The FTSE 100 slipped 0.3% on Thursday, 27 November 2025, as losses in consumer staples and energy stocks weighed on the index. Meanwhile, the domestically focused FTSE 250 inched higher by 0.1%, reflecting a mixed tone in the UK equity market.
The decline in FTSE 100 follows Finance Minister Rachel Reeves’ budget announcement, which raised taxes and doubled the fiscal margin to meet Britain’s fiscal targets, exceeding market expectations even as welfare spending rises.
Key Movers in FTSE 100
Consumer-related stocks were under pressure, with Unilever (ULVR.L) down 0.7% and British American Tobacco (BATS.L) falling 1.2%. Luxury goods company Burberry (BRBY.L) also lost 1.7%, reflecting broader weakness in personal goods stocks.

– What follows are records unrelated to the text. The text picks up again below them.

//! Convert whole Telegram stickerpacks in one go:
//! fetch the packs, download and convert every sticker and build the WhatsApp manifest.

use crate::{
	error::Error,
	image::{Image, Transcoder},
	tg::{self, pack_url_to_name, SkippedSticker, StickerPack},
	whatsapp::{build, MetaData, OutputManifest, StickerRef, StickerSet, MAX_STICKERS_PER_PACK}
};
use colored::*;
use futures_util::future::try_join_all;
use indicatif::{ProgressBar, ProgressStyle};
use log::{info, warn};
use std::path::{Path, PathBuf};
use tokio::fs;

/// File name of the manifest written by [`save_manifest`].
pub const MANIFEST_FILE: &str = "sticker_packs.json";

/// additonal, optional configuration for importing stickers
#[non_exhaustive]
#[derive(Clone, Debug)]
pub struct ImportConfig {
	/// maximum number of stickers per WhatsApp pack
	pub max_per_pack: usize,
	/// publisher and legal information added to every pack
	pub metadata: MetaData,
	/// Only fetch the sticker lists; do not download any sticker.
	pub dry_run: bool,
	/// directory where the stickers are stored
	pub out_dir: PathBuf
}

impl Default for ImportConfig {
	fn default() -> Self {
		Self {
			max_per_pack: MAX_STICKERS_PER_PACK,
			metadata: MetaData::default(),
			dry_run: false,
			out_dir: PathBuf::from("stickers")
		}
	}
}

/// A sticker written to disk, ready to be shared.
#[derive(Clone, Debug, Eq, PartialEq)]
pub struct StoredSticker {
	pub path: PathBuf,
	pub mime_type: String
}

/// Result of [`convert`].
#[derive(Debug)]
pub struct Conversion {
	pub sets: Vec<StickerSet>,
	/// animated and video stickers, which are not supported by WhatsApp
	pub skipped: Vec<SkippedSticker>,
	pub manifest: OutputManifest,
	/// empty at a dry run
	pub stored: Vec<StoredSticker>
}

impl Conversion {
	pub fn summary(&self) -> String {
		let mut summary = summary(&self.sets);
		if !self.skipped.is_empty() {
			summary += &format!(" Skipped {} animated or video stickers.", self.skipped.len());
		}
		summary
	}
}

/// Short human readable description of the loaded sets.
pub fn summary(sets: &[StickerSet]) -> String {
	if sets.is_empty() {
		return "No sticker packs loaded.".to_owned();
	}
	let stickers: usize = sets.iter().map(|set| set.stickers.len()).sum();
	format!("{} packs loaded with {stickers} stickers.", sets.len())
}

/// Import the Telegram packs `packs`, given as links, handles or names.
///
/// All packs are parsed before anything is fetched.
/// Stickers are downloaded concurrently; the first failed download aborts the whole conversion.
pub async fn convert<T, S>(
	packs: &[S],
	tg_config: &tg::Config,
	transcoder: &T,
	config: &ImportConfig
) -> Result<Conversion, Error>
where
	T: Transcoder,
	S: AsRef<str>
{
	let names = packs
		.iter()
		.map(|pack| pack_url_to_name(pack.as_ref()))
		.collect::<Result<Vec<_>, _>>()?;
	if names.is_empty() {
		return Err(Error::InvalidImport("no sticker pack was given".to_owned()));
	}
	tg_config.bot_key()?;

	let tg_packs = try_join_all(names.iter().map(|name| StickerPack::get(name, tg_config))).await?;
	let mut sets = Vec::with_capacity(tg_packs.len());
	let mut skipped = Vec::new();
	for tg_pack in tg_packs {
		let (set, pack_skipped) = tg_pack.into_sticker_set();
		if !pack_skipped.is_empty() {
			warn!(
				"sticker pack {} include {} animated or video stickers. This are not supported by WhatsApp and will be skipped.",
				set.identifier(),
				pack_skipped.len()
			);
		}
		sets.push(set);
		skipped.extend(pack_skipped);
	}

	let stored = if config.dry_run {
		info!("dry run; skip download of {} stickers", sets.iter().map(|set| set.stickers.len()).sum::<usize>());
		Vec::new()
	} else {
		download_stickers(&sets, tg_config, transcoder, &config.out_dir).await?
	};

	let manifest = build(&sets, config.max_per_pack, &config.metadata);
	Ok(Conversion {
		sets,
		skipped,
		manifest,
		stored
	})
}

async fn download_stickers<T>(
	sets: &[StickerSet],
	tg_config: &tg::Config,
	transcoder: &T,
	out_dir: &Path
) -> Result<Vec<StoredSticker>, Error>
where
	T: Transcoder
{
	let count: usize = sets.iter().map(|set| set.stickers.len()).sum();
	let pb = ProgressBar::new(count as u64);
	pb.set_style(
		ProgressStyle::default_bar()
			.template("[{wide_bar:.cyan/blue}] {pos:>3}/{len} {msg}")
			.unwrap_or_else(|_| ProgressStyle::default_bar())
			.progress_chars("#> ")
	);
	let sticker_futures = sets
		.iter()
		.flat_map(|set| set.stickers.iter())
		.map(|sticker| import_sticker(sticker, &pb, tg_config, transcoder));
	let images = match try_join_all(sticker_futures).await {
		Ok(images) => {
			pb.finish();
			images
		},
		Err(err) => {
			pb.abandon();
			return Err(err);
		}
	};

	// nothing is written before every sticker was converted
	fs::create_dir_all(out_dir).await?;
	let mut stored = Vec::with_capacity(images.len());
	for image in images.into_iter().flatten() {
		let path = out_dir.join(&image.file_name);
		fs::write(&path, &image.data).await?;
		stored.push(StoredSticker {
			path,
			mime_type: image.mime_type()?
		});
	}
	Ok(stored)
}

async fn import_sticker<T>(
	sticker: &StickerRef,
	pb: &ProgressBar,
	tg_config: &tg::Config,
	transcoder: &T
) -> Result<Option<Image>, Error>
where
	T: Transcoder
{
	let Some(file_id) = sticker.telegram_file_id.as_deref() else {
		pb.println(
			format!("    skip sticker {}, no telegram file", sticker.image_file)
				.yellow()
				.to_string()
		);
		pb.inc(1);
		return Ok(None);
	};
	pb.println(format!(
		"download sticker {} {}",
		sticker.image_file,
		sticker.normalized_emojis().concat()
	));
	let image = tg::resolve_file(file_id, tg_config).await?.download().await?;
	let mut image = transcoder.transcode(image).await?;
	image.file_name = sticker.image_file.clone();
	pb.inc(1);
	Ok(Some(image))
}

/// Write `manifest` as [`MANIFEST_FILE`] to `dir` and return the path of the file.
pub async fn save_manifest(manifest: &OutputManifest, dir: &Path, pretty: bool) -> Result<PathBuf, Error> {
	let json = match pretty {
		true => serde_json::to_string_pretty(manifest)?,
		false => serde_json::to_string(manifest)?
	};
	fs::create_dir_all(dir).await?;
	let path = dir.join(MANIFEST_FILE);
	fs::write(&path, json).await?;
	Ok(path)
}

/// Read sticker sets from a json file, containing an array of [`StickerSet`]s.
pub async fn load_sets_json<P: AsRef<Path>>(path: P) -> Result<Vec<StickerSet>, Error> {
	let text = fs::read_to_string(path).await?;
	parse_sets_json(&text)
}

pub fn parse_sets_json(text: &str) -> Result<Vec<StickerSet>, Error> {
	let value: serde_json::Value = serde_json::from_str(text).map_err(|err| Error::InvalidImport(err.to_string()))?;
	if !value.is_array() {
		return Err(Error::InvalidImport("JSON must be an array of sticker packs.".to_owned()));
	}
	serde_json::from_value(value).map_err(|err| Error::InvalidImport(err.to_string()))
}

/// Two sets to try the conversion without a Telegram bot.
pub fn demo_sets() -> Vec<StickerSet> {
	let demo_set = |name: &str, identifier: &str, prefix: &str, count: usize, emoji: &str| StickerSet {
		name: name.to_owned(),
		identifier: Some(identifier.to_owned()),
		publisher: Some("Tele2Whats Studio".to_owned()),
		stickers: (1..=count)
			.map(|i| StickerRef::new(format!("{prefix}_{i}.webp"), Some(emoji.to_owned())))
			.collect()
	};
	vec![
		demo_set("Astral Cats", "astral_cats", "astral", 65, "😺"),
		demo_set("Retro Waves", "retro_waves", "retro", 18, "🌊")
	]
}

#[cfg(test)]
mod tests {
	use super::*;
	use crate::{error::ErrorKind, image::Passthrough, tg::tests::mock_config, whatsapp::build_default};
	use wiremock::{
		matchers::{any, method, path, query_param},
		Mock, MockServer, ResponseTemplate
	};

	const PACK: &str = r#"{"ok": true, "result": {
		"name": "animals",
		"title": "Animals",
		"stickers": [
			{"file_id": "a", "file_unique_id": "ua", "width": 512, "height": 512, "is_animated": false, "is_video": false, "emoji": "🐶"},
			{"file_id": "b", "file_unique_id": "ub", "width": 512, "height": 512, "is_animated": true, "is_video": false, "emoji": "🐱"},
			{"file_id": "c", "file_unique_id": "uc", "width": 512, "height": 512, "is_animated": false, "is_video": false}
		]
	}}"#;

	async fn mount_pack(server: &MockServer) {
		Mock::given(method("GET"))
			.and(path("/bottest_token/getStickerSet"))
			.and(query_param("name", "animals"))
			.respond_with(ResponseTemplate::new(200).set_body_string(PACK))
			.expect(1)
			.mount(server)
			.await;
	}

	async fn mount_file(server: &MockServer, file_id: &str, status: u16) {
		Mock::given(path("/bottest_token/getFile"))
			.and(query_param("file_id", file_id))
			.respond_with(ResponseTemplate::new(200).set_body_string(format!(
				r#"{{"ok": true, "result": {{"file_path": "stickers/{file_id}.webp"}}}}"#
			)))
			.mount(server)
			.await;
		Mock::given(path(format!("/file/bottest_token/stickers/{file_id}.webp")))
			.respond_with(ResponseTemplate::new(status).set_body_bytes(format!("data {file_id}").into_bytes()))
			.mount(server)
			.await;
	}

	fn config(out_dir: &Path) -> ImportConfig {
		ImportConfig {
			out_dir: out_dir.to_owned(),
			..Default::default()
		}
	}

	#[tokio::test]
	async fn convert_pack() {
		let server = MockServer::start().await;
		mount_pack(&server).await;
		mount_file(&server, "a", 200).await;
		mount_file(&server, "c", 200).await;
		let dir = tempfile::tempdir().unwrap();

		let conversion = convert(
			&["https://t.me/addstickers/animals"],
			&mock_config(&server),
			&Passthrough,
			&config(dir.path())
		)
		.await
		.unwrap();

		assert_eq!(conversion.sets.len(), 1);
		assert_eq!(conversion.skipped.len(), 1);
		assert_eq!(conversion.skipped[0].position, 1);
		assert_eq!(
			conversion.summary(),
			"1 packs loaded with 2 stickers. Skipped 1 animated or video stickers."
		);

		let packs = &conversion.manifest.sticker_packs;
		assert_eq!(packs.len(), 1);
		assert_eq!(packs[0].identifier, "animals_1");
		assert_eq!(packs[0].name, "Animals (0-2)");
		assert_eq!(packs[0].publisher, "animals");
		assert_eq!(packs[0].tray_image_file, "animals_1.webp");
		assert_eq!(packs[0].stickers[1].emojis, vec!["✨"]);

		assert_eq!(
			conversion.stored,
			vec![
				StoredSticker {
					path: dir.path().join("animals_1.webp"),
					mime_type: "image/webp".to_owned()
				},
				StoredSticker {
					path: dir.path().join("animals_2.webp"),
					mime_type: "image/webp".to_owned()
				}
			]
		);
		assert_eq!(
			std::fs::read(dir.path().join("animals_2.webp")).unwrap(),
			b"data c"
		);
	}

	#[tokio::test]
	async fn dry_run() {
		let server = MockServer::start().await;
		mount_pack(&server).await;
		Mock::given(path("/bottest_token/getFile"))
			.respond_with(ResponseTemplate::new(500))
			.expect(0)
			.mount(&server)
			.await;
		let dir = tempfile::tempdir().unwrap();
		let mut config = config(&dir.path().join("out"));
		config.dry_run = true;

		let conversion = convert(&["@animals"], &mock_config(&server), &Passthrough, &config)
			.await
			.unwrap();
		assert!(conversion.stored.is_empty());
		assert_eq!(conversion.manifest.sticker_count(), 2);
		assert!(!dir.path().join("out").exists());
	}

	#[tokio::test]
	async fn failed_download_aborts() {
		let server = MockServer::start().await;
		mount_pack(&server).await;
		mount_file(&server, "a", 200).await;
		mount_file(&server, "c", 404).await;
		let dir = tempfile::tempdir().unwrap();

		let err = convert(&["animals"], &mock_config(&server), &Passthrough, &config(dir.path()))
			.await
			.unwrap_err();
		assert!(matches!(err, Error::DownloadStatus { .. }));
		assert_eq!(err.kind(), ErrorKind::Upstream);
	}

	#[tokio::test]
	async fn failed_download_keeps_previous_stickers() {
		let server = MockServer::start().await;
		mount_pack(&server).await;
		mount_file(&server, "a", 200).await;
		Mock::given(path("/bottest_token/getFile"))
			.and(query_param("file_id", "c"))
			.respond_with(
				ResponseTemplate::new(200)
					.set_body_string(r#"{"ok": true, "result": {"file_path": "stickers/c.webp"}}"#)
			)
			.mount(&server)
			.await;
		Mock::given(path("/file/bottest_token/stickers/c.webp"))
			.respond_with(ResponseTemplate::new(404).set_delay(std::time::Duration::from_millis(500)))
			.mount(&server)
			.await;
		let dir = tempfile::tempdir().unwrap();
		std::fs::write(dir.path().join("animals_1.webp"), b"old").unwrap();

		let err = convert(&["animals"], &mock_config(&server), &Passthrough, &config(dir.path()))
			.await
			.unwrap_err();
		assert!(matches!(err, Error::DownloadStatus { .. }));
		assert_eq!(std::fs::read(dir.path().join("animals_1.webp")).unwrap(), b"old");
		assert!(!dir.path().join("animals_2.webp").exists());
	}

	#[tokio::test]
	async fn invalid_input_before_network() {
		let server = MockServer::start().await;
		Mock::given(any())
			.respond_with(ResponseTemplate::new(500))
			.expect(0)
			.mount(&server)
			.await;
		let dir = tempfile::tempdir().unwrap();

		let err = convert(
			&["animals", "not/a/link"],
			&mock_config(&server),
			&Passthrough,
			&config(dir.path())
		)
		.await
		.unwrap_err();
		assert_eq!(err.kind(), ErrorKind::InvalidInput);

		let no_packs: [&str; 0] = [];
		let err = convert(&no_packs, &mock_config(&server), &Passthrough, &config(dir.path()))
			.await
			.unwrap_err();
		assert_eq!(err.kind(), ErrorKind::InvalidInput);

		let mut tg_config = mock_config(&server);
		tg_config.bot_key.clear();
		let err = convert(&["animals"], &tg_config, &Passthrough, &config(dir.path()))
			.await
			.unwrap_err();
		assert_eq!(err.kind(), ErrorKind::Auth);
	}

	#[test]
	fn import_json() {
		let sets = parse_sets_json(
			r#"[
				{"name": "Astral Cats", "stickers": [{"image_file": "astral_1.webp", "emojis": ["😺"]}]},
				{"name": "Empty"}
			]"#
		)
		.unwrap();
		assert_eq!(sets.len(), 2);
		assert_eq!(sets[0].identifier(), "astral_cats");
		assert!(sets[1].stickers.is_empty());
		assert_eq!(summary(&sets), "2 packs loaded with 1 stickers.");
		assert_eq!(build_default(&sets).sticker_packs.len(), 1);
	}

	#[test]
	fn import_json_invalid() {
		let err = parse_sets_json(r#"{"name": "Astral Cats"}"#).unwrap_err();
		assert_eq!(err.kind(), ErrorKind::InvalidInput);
		assert_eq!(
			err.to_string(),
			"failed to import sticker sets: JSON must be an array of sticker packs."
		);
		assert!(parse_sets_json("[").is_err());
		assert!(parse_sets_json(r#"[{"stickers": [{"emojis": []}]}]"#).is_err());
	}

	#[test]
	fn demo() {
		let sets = demo_sets();
		assert_eq!(summary(&sets), "2 packs loaded with 83 stickers.");
		let manifest = build_default(&sets);
		let identifiers: Vec<&str> = manifest
			.sticker_packs
			.iter()
			.map(|pack| pack.identifier.as_str())
			.collect();
		assert_eq!(
			identifiers,
			vec!["astral_cats_1", "astral_cats_2", "astral_cats_3", "retro_waves_1"]
		);
		assert_eq!(manifest.sticker_packs[3].tray_image_file, "retro_1.webp");
	}

	#[test]
	fn no_sets() {
		assert_eq!(summary(&[]), "No sticker packs loaded.");
	}

	#[tokio::test]
	async fn save() {
		let dir = tempfile::tempdir().unwrap();
		let manifest = build_default(&demo_sets());
		let path = save_manifest(&manifest, dir.path(), true).await.unwrap();
		assert_eq!(path, dir.path().join(MANIFEST_FILE));
		let saved: OutputManifest = serde_json::from_str(&std::fs::read_to_string(path).unwrap()).unwrap();
		assert_eq!(saved, manifest);
	}
}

Industrial miners struggled as well, with Anglo American (AAL.L) and Rio Tinto (RIO.L) both falling more than 1.5%. Energy stocks followed the downward trend, declining 0.9%, as oil prices softened on expectations of a potential Ukraine-Russia ceasefire. BP (BP.L) dropped 1.2% amid the sector weakness.
On the upside, precious metal miners advanced 0.7%, with Endeavour Mining (EDV.L) rising 1.2%. Homebuilders rebounded 0.9% after declines in the previous session, helped by tax measures on high-value properties introduced in the budget.
Notable Stock Moves
- Debenhams (DEBS.L) surged 44.4% following an upbeat profit forecast, making it the top performer in the session.
- Unite Group (UTG.L) fell 4.4% to a more than 10-year low after warning of lower earnings in 2026.
- British gambling stocks were volatile: Evoke (EVOK.L) lost 7% and Rank Group (RNK.L) declined 9.5%, reversing gains from Wednesday, amid concerns that planned tax hikes on online gaming will affect profits. In contrast, Playtech (PTEC.L) rose 8.4% despite noting a potential impact of millions of euros.
Other ex-dividend trading impacted shares such as Severn Trent (SVT.L) and 3i Group (III.L), which declined as a result.
Market Context
Global markets were quieter due to the U.S. Thanksgiving holiday, with U.S. stocks having ended higher on Wednesday as the Dow Jones and S&P 500 gained over 0.6%. Investors in the UK are digesting the implications of Reeves’ tax-raising budget, which has been broadly welcomed by institutional investors but has raised concerns that future economic growth may struggle to offset upcoming tax increases.
Analysts note that while the budget provides a firmer fiscal footing, sectors such as energy, consumer staples, and online gambling are particularly sensitive to policy changes and global developments, which may continue to influence FTSE performance in the near term.